According to the U.K. Institute, sustainability of food may be translated into specific scientific goals. These focus on “improving the effective exploitation of food chain residues and co-products by developing a greater understanding of how to disassemble plant structures.” This declaration means finding new uses for non-food grade components of grains and other plant foods as well as seeking “higher value” for components that have major present-day functions in food production. In this case, “higher value” means medicines and various pharmaceuticals that could be made from plant components that are now used to produce common foods. Efficient handling of food wastes also is included in this program that is based on the overriding pursuit of sustainability. It is no surprise that developing plant-based energy sources has high priority.

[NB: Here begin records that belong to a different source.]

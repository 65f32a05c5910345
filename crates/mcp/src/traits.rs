//! Seams between the pool and the wire.
//!
//! The pool, catalog and router only see [`ToolSession`]; the real
//! implementation is `McpClient` over [`McpTransport`], and tests substitute
//! in-process fakes through [`SessionConnector`].

use std::sync::Arc;

use {async_trait::async_trait, serde_json::Value};

use crate::{
    auth::SharedCredentialSource,
    client::McpClientState,
    config::EndpointDescriptor,
    error::Result,
    types::{JsonRpcResponse, McpToolDef, ToolsCallResult},
};

/// JSON-RPC request/notification channel to one endpoint.
#[async_trait]
pub trait McpTransport: Send + Sync {
    /// Send a JSON-RPC request and wait for the response.
    async fn request(&self, method: &str, params: Option<Value>) -> Result<JsonRpcResponse>;

    /// Send a JSON-RPC notification (no response expected).
    async fn notify(&self, method: &str, params: Option<Value>) -> Result<()>;

    /// Terminate the remote session, if one was established.
    async fn close(&self) -> Result<()>;
}

/// An initialized session with one endpoint.
#[async_trait]
pub trait ToolSession: Send + Sync {
    /// Configured name of the endpoint this session talks to.
    fn endpoint_name(&self) -> &str;

    fn state(&self) -> McpClientState;

    async fn list_tools(&self) -> Result<Vec<McpToolDef>>;

    async fn call_tool(&self, name: &str, arguments: Value) -> Result<ToolsCallResult>;

    /// Close the session. Calling it twice is harmless.
    async fn close(&self) -> Result<()>;
}

pub type SharedSession = Arc<dyn ToolSession>;

/// Opens sessions for endpoint descriptors.
#[async_trait]
pub trait SessionConnector: Send + Sync {
    async fn open(
        &self,
        endpoint: &EndpointDescriptor,
        credentials: SharedCredentialSource,
    ) -> Result<SharedSession>;
}
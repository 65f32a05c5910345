//! Shared helpers used across the toolmesh crates.

pub mod error;
pub mod time;

pub use {error::FromMessage, time::unix_now};
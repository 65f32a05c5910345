use {
    anyhow::{Context, Result},
    serde_json::Value,
    toolmesh_mcp::{Aggregator, AggregatorConfig},
};

use crate::auth_commands::cancellable;

async fn connected(config: &AggregatorConfig) -> Result<Aggregator> {
    let aggregator = Aggregator::from_config(config)?;
    let report = cancellable(&aggregator, async {
        Ok::<_, anyhow::Error>(aggregator.connect().await?)
    })
    .await?;
    for warning in &report.warnings {
        eprintln!(
            "warning: endpoint '{}' unavailable: {}",
            warning.endpoint, warning.message
        );
    }
    Ok(aggregator)
}

pub async fn list(config: &AggregatorConfig, json: bool) -> Result<()> {
    let aggregator = connected(config).await?;
    let result = aggregator.get_available_tools().await;
    aggregator.disconnect().await;
    let catalog = result?;

    if json {
        println!("{}", serde_json::to_string_pretty(&catalog.capabilities)?);
        return Ok(());
    }
    if catalog.is_empty() {
        println!("No tools available.");
        return Ok(());
    }
    for capability in &catalog.capabilities {
        println!(
            "  {} [{}]: {}",
            capability.name, capability.session_key, capability.description
        );
    }
    if !catalog.listing_failures.is_empty() {
        eprintln!(
            "warning: could not list tools from: {}",
            catalog.listing_failures.join(", ")
        );
    }
    Ok(())
}

pub async fn call(config: &AggregatorConfig, name: &str, args: &str) -> Result<()> {
    let args: Value = serde_json::from_str(args).context("arguments must be valid JSON")?;

    let aggregator = connected(config).await?;
    let outcome = aggregator.invoke(name, args).await;
    aggregator.disconnect().await;

    println!("{}", serde_json::to_string_pretty(&outcome)?);
    if !outcome.is_ok() {
        anyhow::bail!("tool '{name}' failed");
    }
    Ok(())
}
use tracing::{info, warn};

use crate::Result;

/// Shows an authorization URL to the human doing the login.
///
/// Failing to present is not fatal to the flow: the engine logs it and keeps
/// waiting for the callback, and the URL is repeated in any timeout error.
pub trait UrlPresenter: Send + Sync {
    fn present(&self, url: &str) -> Result<()>;
}

/// Opens the system browser, printing the URL when no browser can be launched.
#[derive(Debug, Default, Clone, Copy)]
pub struct BrowserPresenter;

impl UrlPresenter for BrowserPresenter {
    fn present(&self, url: &str) -> Result<()> {
        info!("opening browser for login");
        if let Err(e) = open::that(url) {
            warn!(error = %e, url = %url, "could not open browser");
            println!("Could not open browser. Please visit:\n{url}");
            return Err(e.into());
        }
        Ok(())
    }
}
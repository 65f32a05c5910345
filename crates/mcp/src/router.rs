//! Routes a named invocation to the session that owns it.

use std::{sync::Arc, time::Duration};

use {
    serde::Serialize,
    serde_json::Value,
    tracing::{debug, warn},
};

#[cfg(feature = "metrics")]
use {
    std::time::Instant,
    toolmesh_metrics::{counter, histogram, mcp as mcp_metrics},
};

use crate::{
    catalog::Catalog,
    error::{Error, Result},
    pool::SessionPool,
    types::{ToolContent, ToolsCallResult},
};

/// Uniform result handed back to the caller.
///
/// Serializes as `{"ok": payload}` or `{"error": kind, "message": ...}`.
#[derive(Debug, Clone, PartialEq, Serialize)]
#[serde(untagged)]
pub enum CallOutcome {
    Ok { ok: Value },
    Error { error: String, message: String },
}

impl CallOutcome {
    #[must_use]
    pub fn is_ok(&self) -> bool {
        matches!(self, Self::Ok { .. })
    }

    fn from_result(result: Result<Value>) -> Self {
        match result {
            Ok(ok) => Self::Ok { ok },
            Err(e) => Self::Error {
                error: e.kind().to_string(),
                message: e.to_string(),
            },
        }
    }
}

pub struct CallRouter {
    pool: Arc<SessionPool>,
    catalog: Arc<Catalog>,
    call_timeout: Duration,
}

impl CallRouter {
    pub fn new(pool: Arc<SessionPool>, catalog: Arc<Catalog>, call_timeout: Duration) -> Self {
        Self {
            pool,
            catalog,
            call_timeout,
        }
    }

    /// Invoke `name`, folding every failure into [`CallOutcome::Error`].
    pub async fn invoke(&self, name: &str, args: Value) -> CallOutcome {
        CallOutcome::from_result(self.try_invoke(name, args).await)
    }

    /// Invoke `name` with typed errors.
    ///
    /// Unknown names fail before any session is contacted. A timed out call
    /// leaves its session open.
    pub async fn try_invoke(&self, name: &str, args: Value) -> Result<Value> {
        let snapshot = self.catalog.get_capabilities().await?;
        let capability = snapshot
            .get(name)
            .ok_or_else(|| Error::UnknownCapability {
                name: name.to_string(),
            })?;

        let session = self
            .pool
            .session(&capability.session_key)
            .await?
            .ok_or_else(|| Error::Execution {
                name: name.to_string(),
                message: format!("endpoint '{}' is no longer connected", capability.session_key),
            })?;

        let args = if args.is_null() {
            Value::Object(Default::default())
        } else {
            args
        };

        debug!(tool = %name, endpoint = %capability.session_key, "invoking tool");

        #[cfg(feature = "metrics")]
        let started = Instant::now();
        #[cfg(feature = "metrics")]
        counter!(mcp_metrics::TOOL_CALLS_TOTAL, "tool" => name.to_string()).increment(1);

        let result = match tokio::time::timeout(self.call_timeout, session.call_tool(name, args))
            .await
        {
            Err(_) => Err(Error::InvocationTimeout {
                name: name.to_string(),
                timeout_ms: u64::try_from(self.call_timeout.as_millis()).unwrap_or(u64::MAX),
            }),
            Ok(Err(e)) => Err(Error::Execution {
                name: name.to_string(),
                message: e.to_string(),
            }),
            Ok(Ok(result)) => flatten_result(name, result),
        };

        #[cfg(feature = "metrics")]
        {
            histogram!(mcp_metrics::TOOL_CALL_DURATION_SECONDS, "tool" => name.to_string())
                .record(started.elapsed().as_secs_f64());
            if result.is_err() {
                counter!(mcp_metrics::TOOL_CALL_ERRORS_TOTAL, "tool" => name.to_string())
                    .increment(1);
            }
        }

        if let Err(e) = &result {
            warn!(tool = %name, error = %e, "tool invocation failed");
        }
        result
    }
}

/// Reduce a `tools/call` result to a single JSON value.
///
/// A lone text item is parsed as JSON when possible and returned as a string
/// otherwise; several text items become `{"content": [..texts]}`; anything
/// with non-text content becomes `{"content": [..items]}`.
pub fn flatten_result(name: &str, result: ToolsCallResult) -> Result<Value> {
    let texts: Vec<&str> = result.content.iter().filter_map(ToolContent::as_text).collect();

    if result.is_error {
        let message = if texts.is_empty() {
            "tool reported an error".to_string()
        } else {
            texts.join("\n")
        };
        return Err(Error::Execution {
            name: name.to_string(),
            message,
        });
    }

    if texts.len() != result.content.len() {
        return Ok(serde_json::json!({ "content": serde_json::to_value(&result.content)? }));
    }

    match texts.as_slice() {
        [] => Ok(Value::Null),
        [single] => Ok(serde_json::from_str(single)
            .unwrap_or_else(|_| Value::String((*single).to_string()))),
        _ => Ok(serde_json::json!({ "content": texts })),
    }
}
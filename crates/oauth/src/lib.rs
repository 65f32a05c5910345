//! OAuth2 authorization-code + PKCE login, refresh and credential persistence
//! for a public client talking to one authorization server.

pub mod callback_server;
pub mod discovery;
pub mod engine;
pub mod error;
pub mod flow;
pub mod pkce;
pub mod presenter;
pub mod storage;
pub mod types;

pub use {
    callback_server::{CallbackServer, PendingAuthorization},
    discovery::{
        AuthorizationServerMetadata, ClientRegistrationResponse, fetch_as_metadata,
        register_client,
    },
    engine::{AuthEngine, AuthPhase, AuthSettings, AuthStatus},
    flow::{AuthorizationRequest, OAuthFlow},
    presenter::{BrowserPresenter, UrlPresenter},
    storage::{CredentialStore, StoredCredentials},
    types::{
        ClientRegistration, OAuthConfig, OAuthTokens, PkceChallenge, serialize_option_secret,
        serialize_secret,
    },
};

pub use error::{Error, Result};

Hardly anything is more central to these sustainability efforts than this one aim: “To actively engage with all food-chain stakeholders so as to maximize the potential for innovation.” It is here that biotechnology looms large on the horizon of grain-based foods, especially in those areas where questions about genetic modification have somehow assumed such a prominent role. This is so even when it is recognized that the application of these plant modification methods offers a future with great progress toward innovation. The promise covers how grains are grown, how they are processed into basic raw materials and the sort of consumer products that are the final result.

Affected industry sectors in America have joined in forming the Wheat Industry Biotech Committee, which has the commendable goal of involving everyone possibly concerned with moving toward genetically-modified wheat. In Britain, similar efforts have resulted in capturing the attention of that nation’s scientific research community through the formidably-named Food Chain Research and Technology Network. The network seeks to enhance efficiency as well as sustainability across the European food chain, while always keeping in mind the heightened concerns of European consumers with food quality. These efforts embrace the urgent need for change from what occurred a decade and a half ago when sensationalism about genetic modification quite forcefully interrupted the delivery of these benefits to the people of Europe.

“Achieving a rational debate is essential,” said one of the network leaders in acknowledging that both the scientific community and the food industry itself have fallen hugely short in persuading consumers of the importance of the work in biotechnology. Black and white has become the order of the day in public opinions about food science. Another network official summarized this rationality need in a way that not only recognizes the widespread distrust among Europeans of modern science but also ought to provide basic guidance for the American industry.

It is Roger Turner, former chief executive of the British Society of Plant Breeders, who said: “We need a future where consumers trust all the links in the food chain to meet their needs, and where they not only trust the end product but trust the technology that delivers it too.”